Information geometry and divergences: Classical and Quantum
Foundations, Applications, and Software APIs
Historically, Information Geometry (IG, tutorials,
textbooks and monographs) aimed at unravelling the geometric structures
of families of probability distributions called the statistical models.
A statistical model can either be
- parametric (eg., family of normal distributions),
- semi-parametric
(eg., family of Gaussian mixture models) or
- non-parametric (family of mutually absolutely continuous smooth densities).
A parametric statistical model is said regular when the Fisher information matrix is positive-definite (and well-defined).
Otherwise, the statistical model is irregular (eg., infinite Fisher information and semi-positive definite Fisher information when the model is not identifiable).
The Fisher-Rao manifold of a statistical parametric model
is a Riemannian manifold equipped
with the Fisher information metric.
The geodesic length on a Fisher-Rao manifold is called Rao's distance [Hotelling 1930]
[Rao 1945].
More generally, Amari proposed the dualistic structure of IG which consists
of a pair of torsion-free affine connections coupled to the Fisher metric [Amari 1980's].

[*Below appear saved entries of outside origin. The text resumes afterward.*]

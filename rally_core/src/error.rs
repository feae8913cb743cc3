use thiserror::Error;

use crate::fsm::{MatchAction, MatchPhase};

/// Rejected player input at the match boundary
#[derive(Error, Debug, Clone, PartialEq, Eq)]
pub enum ValidationError {
    #[error("player name must not be empty")]
    EmptyName,

    #[error("player name is {len} characters, the limit is {max}")]
    NameTooLong { len: usize, max: usize },
}

/// An action requested in a phase that does not accept it
#[derive(Error, Debug, Clone, Copy, PartialEq, Eq)]
#[error("{action:?} is not allowed while {phase:?}")]
pub struct StateError {
    pub action: MatchAction,
    pub phase: MatchPhase,
}
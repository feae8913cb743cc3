use std::collections::HashMap;

use rand::rngs::StdRng;
use rand::{Rng, SeedableRng};

use rally_core::{Config, Match};
use rally_proto::{validate_difficulty_name, MatchId, MatchService, MatchSnapshot, SessionError};

use crate::env::Environment;
use crate::host::MatchHost;
use crate::transport::GameClient;

/// All matches hosted by this process
pub struct Lobby {
    env: Box<dyn Environment>,
    config: Config,
    rng: StdRng,
    matches: HashMap<MatchId, MatchHost>,
}

impl Lobby {
    pub fn new(env: Box<dyn Environment>, config: Config, seed: u64) -> Self {
        Self {
            env,
            config,
            rng: StdRng::seed_from_u64(seed),
            matches: HashMap::new(),
        }
    }

    pub fn now(&self) -> u64 {
        self.env.now()
    }

    pub fn len(&self) -> usize {
        self.matches.len()
    }

    pub fn is_empty(&self) -> bool {
        self.matches.is_empty()
    }

    pub fn host(&self, match_id: &MatchId) -> Option<&MatchHost> {
        self.matches.get(match_id)
    }

    fn host_mut(&mut self, match_id: &MatchId) -> Result<&mut MatchHost, SessionError> {
        self.matches
            .get_mut(match_id)
            .ok_or(SessionError::UnknownMatch(*match_id))
    }

    /// Attach a push channel to a match
    pub fn connect(
        &mut self,
        match_id: &MatchId,
        client: Box<dyn GameClient>,
    ) -> Result<(), SessionError> {
        let now = self.env.now();
        let host = self.host_mut(match_id)?;
        host.add_client(client, now)?;
        Ok(())
    }

    /// Feed one client frame to its match
    pub fn handle_bytes(&mut self, match_id: &MatchId, bytes: &[u8]) -> Result<(), SessionError> {
        let host = self.host_mut(match_id)?;
        host.handle_bytes(bytes)
            .map_err(|e| SessionError::InvalidInput(e.to_string()))
    }

    /// Advance every match by one tick
    pub fn tick(&mut self) {
        let now = self.env.now();
        for host in self.matches.values_mut() {
            host.step(now);
        }
    }

    /// Forget matches whose end has been announced
    pub fn prune_finished(&mut self) -> usize {
        let before = self.matches.len();
        self.matches.retain(|_id, host| !host.is_finished());
        let pruned = before - self.matches.len();
        if pruned > 0 {
            log::info!("Pruned {pruned} finished matches");
        }
        pruned
    }

    fn fresh_id(&mut self) -> MatchId {
        loop {
            let id = MatchId::random(&mut self.rng);
            if !self.matches.contains_key(&id) {
                return id;
            }
        }
    }
}

impl MatchService for Lobby {
    fn create_match(
        &mut self,
        player_name: &str,
        difficulty: &str,
    ) -> Result<MatchId, SessionError> {
        let difficulty = validate_difficulty_name(difficulty)?;
        let seed = self.rng.gen();
        let game = Match::new(player_name, difficulty, self.config.clone(), seed)?;

        let match_id = self.fresh_id();
        log::info!(
            "Created match {match_id} for {:?} ({})",
            player_name.trim(),
            game.difficulty()
        );
        self.matches.insert(match_id, MatchHost::new(match_id, game));
        Ok(match_id)
    }

    fn fetch_state(&self, match_id: &MatchId) -> Result<MatchSnapshot, SessionError> {
        self.matches
            .get(match_id)
            .map(|host| host.snapshot(self.env.now()))
            .ok_or(SessionError::UnknownMatch(*match_id))
    }

    fn start_match(&mut self, match_id: &MatchId) -> Result<(), SessionError> {
        let now = self.env.now();
        let host = self.host_mut(match_id)?;
        host.start(now)
            .map_err(|e| SessionError::InvalidInput(e.to_string()))
    }
}
use hecs::World;

use crate::components::{Ball, Intent, Paddle, PaddleIntent};
use crate::map::GameMap;

/// Apply paddle movement based on intents
pub fn move_paddles(world: &mut World, map: &GameMap) {
    for (_entity, (paddle, intent)) in world.query_mut::<(&mut Paddle, &PaddleIntent)>() {
        match intent.intent {
            Intent::Up => paddle.move_up(map.height),
            Intent::Down => paddle.move_down(map.height),
            Intent::Hold => {}
        }
    }
}

/// Move ball based on velocity
pub fn move_ball(world: &mut World) {
    for (_entity, ball) in world.query_mut::<&mut Ball>() {
        ball.advance();
    }
}

#[cfg(test)]
mod tests {
    use super::*;
    use crate::{create_ball, create_paddle, BallPhysics, Config, Player, Side};
    use glam::Vec2;

    #[test]
    fn test_paddle_follows_intent_and_stays_in_field() {
        let mut world = World::new();
        let map = GameMap::from_config(&Config::new());
        let entity = create_paddle(
            &mut world,
            Paddle::new(Side::Left, Vec2::new(50.0, 4.0), 15.0, 100.0, 7.0),
            Player::new("Ana").unwrap(),
        );

        world.get::<&mut PaddleIntent>(entity).unwrap().intent = Intent::Up;
        move_paddles(&mut world, &map);
        assert_eq!(world.get::<&Paddle>(entity).unwrap().pos.y, 0.0);

        world.get::<&mut PaddleIntent>(entity).unwrap().intent = Intent::Down;
        move_paddles(&mut world, &map);
        assert_eq!(world.get::<&Paddle>(entity).unwrap().pos.y, 7.0);

        world.get::<&mut PaddleIntent>(entity).unwrap().intent = Intent::Hold;
        move_paddles(&mut world, &map);
        assert_eq!(world.get::<&Paddle>(entity).unwrap().pos.y, 7.0);
    }

    #[test]
    fn test_ball_moves_by_velocity() {
        let mut world = World::new();
        let ball = Ball::new(Vec2::new(400.0, 300.0), 10.0, BallPhysics::default())
            .with_velocity(Vec2::new(-3.0, 4.0));
        let entity = create_ball(&mut world, ball);

        move_ball(&mut world);

        assert_eq!(world.get::<&Ball>(entity).unwrap().pos, Vec2::new(397.0, 304.0));
    }
}
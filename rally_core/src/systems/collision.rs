use hecs::World;

use crate::components::{Ball, Paddle, Side};
use crate::config::Config;
use crate::map::GameMap;
use crate::resources::{Events, GameEvent};

/// Check ball collisions with walls and paddles
pub fn check_collisions(world: &mut World, map: &GameMap, config: &Config, events: &mut Events) {
    // Collect paddles up front, left first, so the ball query holds the only borrow
    let mut paddles: Vec<Paddle> = world.query::<&Paddle>().iter().map(|(_e, p)| *p).collect();
    paddles.sort_by_key(|p| p.side != Side::Left);

    for (_entity, ball) in world.query_mut::<&mut Ball>() {
        check_walls(ball, map, config, events);

        for paddle in &paddles {
            check_paddle(ball, paddle, config, events);
        }
    }
}

/// Top/bottom walls: reflect and snap back inside the field
fn check_walls(ball: &mut Ball, map: &GameMap, config: &Config, events: &mut Events) {
    let touches_top = ball.pos.y - ball.radius <= 0.0;
    let touches_bottom = ball.pos.y + ball.radius >= map.height;
    if !touches_top && !touches_bottom {
        return;
    }

    ball.bounce_y();
    if touches_top {
        ball.pos.y = ball.radius + config.wall_snap;
    }
    if touches_bottom {
        ball.pos.y = map.height - ball.radius - config.wall_snap;
    }
    events.push(GameEvent::WallBounce);
}

/// Reflect off `paddle` when overlapping it and travelling toward it
fn check_paddle(ball: &mut Ball, paddle: &Paddle, config: &Config, events: &mut Events) {
    let approaching = match paddle.side {
        Side::Left => ball.vel.x < 0.0,
        Side::Right => ball.vel.x > 0.0,
    };
    if !approaching || !ball.collides_with(&paddle.aabb()) {
        return;
    }

    ball.bounce_paddle(paddle.pos.y, paddle.height);
    ball.pos.x = match paddle.side {
        Side::Left => paddle.right() + ball.radius + config.paddle_snap,
        Side::Right => paddle.left() - ball.radius - config.paddle_snap,
    };
    events.push(GameEvent::PaddleHit { side: paddle.side });
}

Given a dualistic structure, we can build generically a one-parameter family of
dualistic information-geometric structures,
called the α-geometry.
When both connections are flat, the information-geometric space is said dually flat:
For example, the Amari's ±1-structures of exponential families and mixture families
are famous examples of dually flat spaces in information geometry.
In differential geometry, geodesics are defined as autoparallel curves with respect to a connection.
When using the default Levi-Civita metric connection derived from the Fisher metric on Fisher-Rao manifolds,
we get Rao's distance which are locally minimizing geodesics.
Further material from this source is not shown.